Third, we agree with the district court that emergency jurisdiction does not exist. See Minn. Stat. § 518A.03, subd. 1(c). To exercise such jurisdiction, A.J. would need to be physically present in Minnesota and either abandoned or “subjected to or threatened with mistreatment or abuse or * * * otherwise neglected or dependent.” Id.; see Bergh v. Bergh, 387 N.W.2d 213, 216 (Minn. App. 1986) (requiring child’s physical presence in the forum state before emergency jurisdiction can be exerted).

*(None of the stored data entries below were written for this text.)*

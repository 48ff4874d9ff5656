//! Tagged note-taking application library
//!
//! This library keeps notes in a hosted database table and provides the
//! repository, search, editor and application state used by the terminal
//! front end.

mod cli;
mod config;
mod editor;
mod errors;
mod filter;
mod helper;
mod note;
mod notifier;
mod repository;
mod shell;
mod store;
mod types;

// Re-export key components
pub use cli::*;
pub use config::*;
pub use editor::*;
pub use errors::*;
pub use filter::*;
pub use helper::*;
pub use note::*;
pub use notifier::*;
pub use repository::*;
pub use shell::*;
pub use store::*;
pub use types::*;
//! Terminal front end: one-shot commands, the interactive session and the
//! text renderers they share.

mod app;
mod args;
mod external_editor;
mod interactive;
pub mod render;

pub use app::{handle_config, App};
pub use args::Cli;
pub use external_editor::edit_in_external_editor;
pub use interactive::{parse_command, resolve_target, run_session, ShellCommand};
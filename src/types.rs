//! Shared types for the notekeep application: the crate `Result` alias and
//! the command-line subcommands.
use clap::Subcommand;

use crate::NoteError;

/// A specialized Result type for notekeep operations.
pub type Result<T> = std::result::Result<T, NoteError>;

/// Available subcommands for the notekeep application
#[derive(Subcommand, Debug, Clone, PartialEq, Eq)]
pub enum Commands {
    /// List notes, newest first
    List {
        /// Only notes whose title or content contains this text
        #[clap(short, long)]
        search: Option<String>,

        /// Only notes carrying this tag
        #[clap(short, long)]
        tag: Option<String>,

        /// Format output as JSON
        #[clap(short, long)]
        json: bool,
    },

    /// List every tag in use
    Tags,

    /// Show a single note
    Show {
        /// ID of the note to show
        id: String,

        /// Format output as raw JSON
        #[clap(short, long)]
        json: bool,
    },

    /// Create a new note, optionally filling it in right away
    New {
        /// Title for the note
        #[clap(short = 'T', long)]
        title: Option<String>,

        /// Content of the note
        #[clap(short, long)]
        content: Option<String>,

        /// Tags to add (comma-separated)
        #[clap(short, long)]
        tags: Option<String>,
    },

    /// Edit an existing note
    Edit {
        /// ID of the note to edit
        id: String,

        /// New title for the note
        #[clap(short = 'T', long)]
        title: Option<String>,

        /// New content for the note
        #[clap(short, long)]
        content: Option<String>,

        /// Tag to add (repeatable)
        #[clap(short, long = "add-tag")]
        add_tag: Vec<String>,

        /// Tag to remove (repeatable)
        #[clap(short, long = "remove-tag")]
        remove_tag: Vec<String>,

        /// Open the content in an external editor
        #[clap(short, long)]
        editor: bool,
    },

    /// Delete a note by ID
    Delete {
        /// ID of the note to delete
        id: String,
    },

    /// Interactive session with search, tag filter and editor
    Shell,

    /// Configuration management
    Config {
        /// Show current configuration
        #[clap(short = 'S', long)]
        show: bool,

        /// Update a configuration setting (key=value)
        #[clap(short, long)]
        set: Option<String>,

        /// Reset configuration to defaults
        #[clap(short, long)]
        reset: bool,
    },
}
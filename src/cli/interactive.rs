//! Line-oriented interactive session over a [`NotesShell`].
//!
//! Each input line is one user action: change the search, toggle a tag,
//! pick a note, edit the draft, save or delete.
use std::io::Write;

use log::debug;
use tokio::io::{AsyncBufRead, AsyncBufReadExt};

use super::render;
use crate::{store::NoteStore, EditorSession, NoteError, Notifier, NotesShell, Result};

const HELP: &str = "\
Commands:
  list                 show the notes matching the current search and tag
  tags                 show the tag sidebar
  search [text]        filter by title/content (no text clears the search)
  tag [name]           toggle the tag filter (no name shows all notes)
  all                  clear the tag filter
  open <n|id>          select a note by list position or id
  show                 show the selected note's draft
  new                  create a note and select it
  title <text>         set the draft title
  content <text>       replace the draft content
  append <text>        add a line to the draft content
  addtag <tag>         add a tag to the draft
  rmtag <tag>          remove a tag from the draft
  save                 save the draft
  delete [n|id]        delete a note (default: the selected one)
  reload               fetch the notes again
  help                 show this help
  quit                 leave the session";

/// One parsed line of input.
#[derive(Debug, Clone, PartialEq, Eq)]
pub enum ShellCommand {
    Empty,
    List,
    Tags,
    Search(String),
    Tag(Option<String>),
    Open(String),
    Show,
    New,
    Title(String),
    Content(String),
    Append(String),
    AddTag(String),
    RemoveTag(String),
    Save,
    Delete(Option<String>),
    Reload,
    Help,
    Quit,
}

/// Parses one input line. The first word is the command, the rest of the
/// line is its argument.
pub fn parse_command(line: &str) -> Result<ShellCommand> {
    let line = line.trim();
    let (word, rest) = match line.split_once(char::is_whitespace) {
        Some((word, rest)) => (word, rest.trim()),
        None => (line, ""),
    };
    let arg = || {
        if rest.is_empty() {
            None
        } else {
            Some(rest.to_string())
        }
    };
    let required = |what: &str| {
        arg().ok_or_else(|| NoteError::InvalidInput {
            message: format!("'{}' needs {}", word, what),
        })
    };

    let command = match word.to_lowercase().as_str() {
        "" => ShellCommand::Empty,
        "list" | "ls" => ShellCommand::List,
        "tags" => ShellCommand::Tags,
        "search" | "find" => ShellCommand::Search(rest.to_string()),
        "tag" => ShellCommand::Tag(arg()),
        "all" => ShellCommand::Tag(None),
        "open" | "select" => ShellCommand::Open(required("a note number or id")?),
        "show" => ShellCommand::Show,
        "new" => ShellCommand::New,
        // Titles and content may legitimately be cleared.
        "title" => ShellCommand::Title(rest.to_string()),
        "content" => ShellCommand::Content(rest.to_string()),
        "append" => ShellCommand::Append(rest.to_string()),
        "addtag" => ShellCommand::AddTag(required("a tag")?),
        "rmtag" => ShellCommand::RemoveTag(required("a tag")?),
        "save" => ShellCommand::Save,
        "delete" | "rm" => ShellCommand::Delete(arg()),
        "reload" => ShellCommand::Reload,
        "help" | "?" => ShellCommand::Help,
        "quit" | "exit" | "q" => ShellCommand::Quit,
        other => {
            return Err(NoteError::InvalidInput {
                message: format!("Unknown command '{}'. Type 'help' for a list.", other),
            })
        }
    };
    Ok(command)
}

/// Maps a list position (1-based, over the visible notes), a full id or a
/// unique id prefix to a note id.
pub fn resolve_target<S: NoteStore, N: Notifier>(
    shell: &NotesShell<S, N>,
    target: &str,
) -> Option<String> {
    if let Ok(position) = target.parse::<usize>() {
        if let Some(note) = position
            .checked_sub(1)
            .and_then(|i| shell.visible_notes().get(i).copied())
        {
            return Some(note.id.clone());
        }
    }

    let notes = shell.repository().notes();
    if let Some(note) = notes.iter().find(|n| n.id == target) {
        return Some(note.id.clone());
    }

    let mut prefixed = notes.iter().filter(|n| n.id.starts_with(target));
    match (prefixed.next(), prefixed.next()) {
        (Some(only), None) => Some(only.id.clone()),
        _ => None,
    }
}

/// Reads commands from `input` until it ends or the user quits. Output is
/// written to `out`; notifications go through the shell's notifier.
pub async fn run_session<S, N, R, W>(
    shell: &mut NotesShell<S, N>,
    input: R,
    out: &mut W,
) -> Result<()>
where
    S: NoteStore,
    N: Notifier,
    R: AsyncBufRead + Unpin,
    W: Write,
{
    let mut lines = input.lines();
    writeln!(out, "Type 'help' for commands.")?;

    loop {
        let dirty = shell.editor().is_some_and(|e| e.is_dirty());
        write!(out, "notes{}> ", if dirty { "*" } else { "" })?;
        out.flush()?;

        let Some(line) = lines.next_line().await? else {
            writeln!(out)?;
            break;
        };

        let command = match parse_command(&line) {
            Ok(command) => command,
            Err(e) => {
                writeln!(out, "{}", e)?;
                continue;
            }
        };
        debug!("Session command: {:?}", command);

        if command == ShellCommand::Quit {
            break;
        }
        execute(shell, command, out).await?;
    }

    Ok(())
}

async fn execute<S, N, W>(
    shell: &mut NotesShell<S, N>,
    command: ShellCommand,
    out: &mut W,
) -> Result<()>
where
    S: NoteStore,
    N: Notifier,
    W: Write,
{
    match command {
        ShellCommand::Empty | ShellCommand::Quit => {}
        ShellCommand::Help => writeln!(out, "{}", HELP)?,
        ShellCommand::List => print_list(shell, out)?,
        ShellCommand::Tags => write!(
            out,
            "{}",
            render::tag_sidebar(&shell.tags(), shell.active_tag())
        )?,
        ShellCommand::Search(query) => {
            shell.set_search(query);
            print_list(shell, out)?;
        }
        ShellCommand::Tag(Some(tag)) => {
            shell.toggle_tag(&tag);
            print_list(shell, out)?;
        }
        ShellCommand::Tag(None) => {
            shell.select_tag(None);
            print_list(shell, out)?;
        }
        ShellCommand::Open(target) => match resolve_target(shell, &target) {
            Some(id) => {
                shell.select_note(&id);
                print_editor(shell, out)?;
            }
            None => writeln!(out, "No note matches '{}'", target)?,
        },
        ShellCommand::Show => print_editor(shell, out)?,
        ShellCommand::New => {
            if shell.new_note().await.is_some() {
                print_editor(shell, out)?;
            }
        }
        ShellCommand::Title(title) => {
            edit(shell, out, |e| {
                e.set_title(title);
                true
            })?;
        }
        ShellCommand::Content(content) => {
            edit(shell, out, |e| {
                e.set_content(content);
                true
            })?;
        }
        ShellCommand::Append(text) => {
            edit(shell, out, |e| {
                e.append_content(&text);
                true
            })?;
        }
        ShellCommand::AddTag(tag) => {
            let added = edit(shell, out, |e| e.add_tag(&tag))?;
            if !added {
                writeln!(out, "Tag '{}' is empty or already present", tag.trim())?;
            }
        }
        ShellCommand::RemoveTag(tag) => {
            let removed = edit(shell, out, |e| e.remove_tag(&tag))?;
            if !removed {
                writeln!(out, "Tag '{}' is not on this note", tag)?;
            }
        }
        ShellCommand::Save => match shell.editor().map(|e| e.is_dirty()) {
            None => writeln!(out, "No note selected")?,
            Some(false) => writeln!(out, "No changes to save")?,
            Some(true) => {
                if !shell.save().await {
                    writeln!(out, "Changes not saved; the draft is kept")?;
                }
            }
        },
        ShellCommand::Delete(target) => {
            let id = match target {
                Some(target) => resolve_target(shell, &target),
                None => shell.selected_note().map(|n| n.id.clone()),
            };
            match id {
                Some(id) => shell.delete(&id).await,
                None => writeln!(out, "No note to delete")?,
            }
        }
        ShellCommand::Reload => {
            shell.load().await;
            print_list(shell, out)?;
        }
    }
    Ok(())
}

/// Applies `change` to the selected note's draft. Returns what `change`
/// returned, or false when nothing is selected.
fn edit<S, N, W, F>(shell: &mut NotesShell<S, N>, out: &mut W, change: F) -> Result<bool>
where
    S: NoteStore,
    N: Notifier,
    W: Write,
    F: FnOnce(&mut EditorSession) -> bool,
{
    match shell.editor_mut() {
        Some(editor) => Ok(change(editor)),
        None => {
            writeln!(out, "No note selected")?;
            Ok(false)
        }
    }
}

fn print_list<S: NoteStore, N: Notifier, W: Write>(
    shell: &NotesShell<S, N>,
    out: &mut W,
) -> Result<()> {
    if !shell.search().is_empty() {
        writeln!(out, "Search: {}", shell.search())?;
    }
    if let Some(tag) = shell.active_tag() {
        writeln!(out, "Tag: {}", tag)?;
    }
    let selected = shell.selected_note().map(|n| n.id.as_str());
    write!(out, "{}", render::note_list(&shell.visible_notes(), selected))?;
    Ok(())
}

fn print_editor<S: NoteStore, N: Notifier, W: Write>(
    shell: &NotesShell<S, N>,
    out: &mut W,
) -> Result<()> {
    match shell.editor() {
        Some(editor) => write!(out, "{}", render::editor_view(editor))?,
        None => {
            writeln!(out, "No note selected")?;
            writeln!(out, "Choose a note from the list or create a new one")?;
        }
    }
    Ok(())
}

Here, A.J. was not physically present in Minnesota at the time of the default-judgment hearing. Although appellant challenges the district court’s finding to this effect, the finding is supported by the record and is not clearly erroneous. Minn. R. Civ. P. 52.01. Respondent’s supervisor told appellant and police officers that respondent and A.J. left Minnesota on September 30, a day before the effective date of appellant’s ex parte temporary-custody order. Because A.J. was no longer physically present in Minnesota, the district court correctly determined that it could not exercise emergency jurisdiction.
Finally, the district court made no determination if another state would have jurisdiction and instead declined jurisdiction under Minn. Stat. § 518A.08. This statute grants a district court the discretion to decline jurisdiction “[i]f the petitioner * * * has wrongfully taken the child from another state or has engaged in similar reprehensible conduct.” Id. Giving courts such discretion is in keeping with the purpose of the UCCJA: to deter abductions in an effort to obtain a custody award. Minn. Stat. § 518A.01, subd. 1(b); Nazar v. Nazar, 474 N.W.2d 206, 209 (Minn. App. 1991). Here, appellant took A.J. from Michigan without first being adjudicated A.J.’s father and with only A.J.’s grandmother’s consent, not respondent’s. Cf. Schoeberlein v. Rohlfing, 383 N.W.2d 386, 391 (Minn. App. 1986) (upholding a district court’s decision to decline jurisdiction over the birth father’s custody claim when he had retained his children after his visitation period ended). Regardless of appellant’s intentions, such conduct goes against the UCCJA’s purpose and is tantamount to an abduction. Therefore, declining jurisdiction was not error even though the district court did not determine whether another state could exercise jurisdiction.
Because the district court had no basis for exercising jurisdiction, it did not err in denying the motion for a default judgment based on lack of subject-matter jurisdiction.
Affirmed in part, reversed in part, and remanded.
 In 1999, the state legislature repealed the UCCJA and enacted in its place the Uniform Child Custody Jurisdiction and Enforcement Act, Minn. Stat. ch. 518D (2000), which contains some significant differences from the previous statute. Because appellant filed his complaint before the effective date of the Uniform Child Custody Jurisdiction and Enforcement Act, the UCCJA is the appropriate statute for resolution of this matter. See 1999 Minn. Laws ch. 74, § 20.